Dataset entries
------------------------------------------------------------

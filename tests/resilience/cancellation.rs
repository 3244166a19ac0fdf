use super::Calls;
use std::time::Duration;
use storage_resilience::{
    CancellationToken, CircuitBreakerConfig, CircuitState, ExecuteOptions, Operation, Outcome,
    ResilientStore, RetryPolicy,
};

fn slow_backoff_store() -> ResilientStore {
    ResilientStore::builder()
        .retry_policy(
            RetryPolicy::builder()
                .max_attempts(5)
                .initial_delay(Duration::from_secs(10))
                .max_delay(Duration::from_secs(10))
                .jitter_ratio(0.0)
                .build()
                .unwrap(),
        )
        .build()
}

async fn cancel_during_backoff() {
    let store = slow_backoff_store();
    let token = CancellationToken::new();
    let calls = Calls::default();
    let c = calls.clone();

    let canceller = token.clone();
    tokio::spawn(async move {
        tokio::time::sleep(Duration::from_millis(50)).await;
        canceller.cancel();
    });

    let started = std::time::Instant::now();
    let outcome = store
        .execute(
            "primary-db",
            Operation::idempotent(move || {
                c.hit();
                async { Err::<(), _>("connection refused") }
            }),
            ExecuteOptions::new().cancel(token),
        )
        .await;

    assert_eq!(outcome, Outcome::Cancelled);
    assert_eq!(calls.count(), 1);
    assert!(started.elapsed() < Duration::from_secs(5));
    // Cancellation says nothing about the resource.
    assert!(!store.is_degraded("primary-db"));
}

#[tokio::test(flavor = "current_thread")]
async fn cancel_during_backoff_current_thread() {
    cancel_during_backoff().await;
}

#[tokio::test(flavor = "multi_thread", worker_threads = 2)]
async fn cancel_during_backoff_multi_thread() {
    cancel_during_backoff().await;
}

#[tokio::test]
async fn already_cancelled_token_runs_nothing() {
    let store = slow_backoff_store();
    let token = CancellationToken::new();
    token.cancel();
    let calls = Calls::default();
    let c = calls.clone();

    let outcome = store
        .execute(
            "primary-db",
            Operation::idempotent(move || {
                c.hit();
                async { Ok::<_, &str>(()) }
            }),
            ExecuteOptions::new().cancel(token),
        )
        .await;

    assert!(outcome.is_cancelled());
    assert_eq!(calls.count(), 0);
}

async fn cancelled_probe_frees_the_slot() {
    let store = ResilientStore::builder()
        .retry_policy(RetryPolicy::builder().max_attempts(1).build().unwrap())
        .circuit_breaker(
            CircuitBreakerConfig::builder()
                .failure_threshold(1)
                .reset_timeout(Duration::from_millis(20))
                .build(),
        )
        .build();

    let _ = store
        .execute(
            "primary-db",
            Operation::idempotent(|| async { Err::<(), _>("connection refused") }),
            ExecuteOptions::new(),
        )
        .await;
    assert_eq!(store.circuit_state("primary-db"), CircuitState::Open);

    tokio::time::sleep(Duration::from_millis(30)).await;
    assert_eq!(store.circuit_state("primary-db"), CircuitState::HalfOpen);

    let token = CancellationToken::new();
    let canceller = token.clone();
    tokio::spawn(async move {
        tokio::time::sleep(Duration::from_millis(20)).await;
        canceller.cancel();
    });

    let hung = store
        .execute(
            "primary-db",
            Operation::idempotent(|| async {
                tokio::time::sleep(Duration::from_secs(3600)).await;
                Ok::<_, &str>(())
            }),
            ExecuteOptions::new().cancel(token),
        )
        .await;
    assert!(hung.is_cancelled());

    let metrics = store.circuit_metrics("primary-db").unwrap();
    assert_eq!(metrics.state, CircuitState::HalfOpen);
    assert!(!metrics.probe_in_flight);

    let next = store
        .execute(
            "primary-db",
            Operation::idempotent(|| async { Ok::<_, &str>(()) }),
            ExecuteOptions::new(),
        )
        .await;
    assert!(next.is_success());
    assert_eq!(store.circuit_state("primary-db"), CircuitState::Closed);
}

#[tokio::test(flavor = "current_thread")]
async fn cancelled_probe_frees_the_slot_current_thread() {
    cancelled_probe_frees_the_slot().await;
}

#[tokio::test(flavor = "multi_thread", worker_threads = 2)]
async fn cancelled_probe_frees_the_slot_multi_thread() {
    cancelled_probe_frees_the_slot().await;
}

#[tokio::test]
async fn dropped_call_frees_the_probe_slot() {
    let store = ResilientStore::builder()
        .retry_policy(RetryPolicy::builder().max_attempts(1).build().unwrap())
        .circuit_breaker(
            CircuitBreakerConfig::builder()
                .failure_threshold(1)
                .reset_timeout(Duration::from_millis(20))
                .build(),
        )
        .build();

    let _ = store
        .execute(
            "primary-db",
            Operation::idempotent(|| async { Err::<(), _>("connection refused") }),
            ExecuteOptions::new(),
        )
        .await;
    tokio::time::sleep(Duration::from_millis(30)).await;

    let abandoned = tokio::time::timeout(
        Duration::from_millis(20),
        store.execute(
            "primary-db",
            Operation::idempotent(|| async {
                tokio::time::sleep(Duration::from_secs(3600)).await;
                Ok::<_, &str>(())
            }),
            ExecuteOptions::new(),
        ),
    )
    .await;
    assert!(abandoned.is_err());

    assert!(!store.circuit_metrics("primary-db").unwrap().probe_in_flight);
    let next = store
        .execute(
            "primary-db",
            Operation::idempotent(|| async { Ok::<_, &str>(()) }),
            ExecuteOptions::new(),
        )
        .await;
    assert!(next.is_success());
}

------------------------------------------------------------

> [INSTRUCTIONS FOR THE TASK] Could each line above be retyped exactly?

> [YOUR SOLUTION]
filename tests/resilience/cancellation.rs
repository 3244166a19ac0fdf
use super::Calls;
use std::time::Duration;
use storage_resilience::{
    CancellationToken, CircuitBreakerConfig, CircuitState, ExecuteOptions, Operation, Outcome,
    ResilientStore, RetryPolicy,
};

fn slow_backoff_store() -> ResilientStore {
    ResilientStore::builder()
        .retry_policy(
            RetryPolicy::builder()
                .max_attempts(5)
                .initial_delay(Duration::from_secs(10))
                .max_delay(Duration::from_secs(10))
                .jitter_ratio(0.0)
                .build()
                .unwrap(),
        )
        .build()
}

async fn cancel_during_backoff() {
    let store = slow_backoff_store();
    let token = CancellationToken::new();
    let calls = Calls::default();
    let c = calls.clone();

    let canceller = token.clone();
    tokio::spawn(async move {
        tokio::time::sleep(Duration::from_millis(50)).await;
        canceller.cancel();
    });

    let started = std::time::Instant::now();
    let outcome = store
        .execute(
            "primary-db",
            Operation::idempotent(move || {
                c.hit();
                async { Err::<(), _>("connection refused") }
            }),
            ExecuteOptions::new().cancel(token),
        )
        .await;

    assert_eq!(outcome, Outcome::Cancelled);
    assert_eq!(calls.count(), 1);
    assert!(started.elapsed() < Duration::from_secs(5));
    // Cancellation says nothing about the resource.
    assert!(!store.is_degraded("primary-db"));
}

#[tokio::test(flavor = "current_thread")]
async fn cancel_during_backoff_current_thread() {
    cancel_during_backoff().await;
}

#[tokio::test(flavor = "multi_thread", worker_threads = 2)]
async fn cancel_during_backoff_multi_thread() {
    cancel_during_backoff().await;
}

#[tokio::test]
async fn already_cancelled_token_runs_nothing() {
    let store = slow_backoff_store();
    let token = CancellationToken::new();
    token.cancel();
    let calls = Calls::default();
    let c = calls.clone();

    let outcome = store
        .execute(
            "primary-db",
            Operation::idempotent(move || {
                c.hit();
                async { Ok::<_, &str>(()) }
            }),
            ExecuteOptions::new().cancel(token),
        )
        .await;

    assert!(outcome.is_cancelled());
    assert_eq!(calls.count(), 0);
}

async fn cancelled_probe_frees_the_slot() {
    let store = ResilientStore::builder()
        .retry_policy(RetryPolicy::builder().max_attempts(1).build().unwrap())
        .circuit_breaker(
            CircuitBreakerConfig::builder()
                .failure_threshold(1)
                .reset_timeout(Duration::from_millis(20))
                .build(),
        )
        .build();

    let _ = store
        .execute(
            "primary-db",
            Operation::idempotent(|| async { Err::<(), _>("connection refused") }),
            ExecuteOptions::new(),
        )
        .await;
    assert_eq!(store.circuit_state("primary-db"), CircuitState::Open);

    tokio::time::sleep(Duration::from_millis(30)).await;
    assert_eq!(store.circuit_state("primary-db"), CircuitState::HalfOpen);

    let token = CancellationToken::new();
    let canceller = token.clone();
    tokio::spawn(async move {
        tokio::time::sleep(Duration::from_millis(20)).await;
        canceller.cancel();
    });

    let hung = store
        .execute(
            "primary-db",
            Operation::idempotent(|| async {
                tokio::time::sleep(Duration::from_secs(3600)).await;
                Ok::<_, &str>(())
            }),
            ExecuteOptions::new().cancel(token),
        )
        .await;
    assert!(hung.is_cancelled());

    let metrics = store.circuit_metrics("primary-db").unwrap();
    assert_eq!(metrics.state, CircuitState::HalfOpen);
    assert!(!metrics.probe_in_flight);

    let next = store
        .execute(
            "primary-db",
            Operation::idempotent(|| async { Ok::<_, &str>(()) }),
            ExecuteOptions::new(),
        )
        .await;
    assert!(next.is_success());
    assert_eq!(store.circuit_state("primary-db"), CircuitState::Closed);
}

#[tokio::test(flavor = "current_thread")]
async fn cancelled_probe_frees_the_slot_current_thread() {
    cancelled_probe_frees_the_slot().await;
}

#[tokio::test(flavor = "multi_thread", worker_threads = 2)]
async fn cancelled_probe_frees_the_slot_multi_thread() {
    cancelled_probe_frees_the_slot().await;
}

#[tokio::test]
async fn dropped_call_frees_the_probe_slot() {
    let store = ResilientStore::builder()
        .retry_policy(RetryPolicy::builder().max_attempts(1).build().unwrap())
        .circuit_breaker(
            CircuitBreakerConfig::builder()
                .failure_threshold(1)
                .reset_timeout(Duration::from_millis(20))
                .build(),
        )
        .build();

    let _ = store
        .execute(
            "primary-db",
            Operation::idempotent(|| async { Err::<(), _>("connection refused") }),
            ExecuteOptions::new(),
        )
        .await;
    tokio::time::sleep(Duration::from_millis(30)).await;

    let abandoned = tokio::time::timeout(
        Duration::from_millis(20),
        store.execute(
            "primary-db",
            Operation::idempotent(|| async {
                tokio::time::sleep(Duration::from_secs(3600)).await;
                Ok::<_, &str>(())
            }),
            ExecuteOptions::new(),
        ),
    )
    .await;
    assert!(abandoned.is_err());

    assert!(!store.circuit_metrics("primary-db").unwrap().probe_in_flight);
    let next = store
        .execute(
            "primary-db",
            Operation::idempotent(|| async { Ok::<_, &str>(()) }),
            ExecuteOptions::new(),
        )
        .await;
    assert!(next.is_success());
}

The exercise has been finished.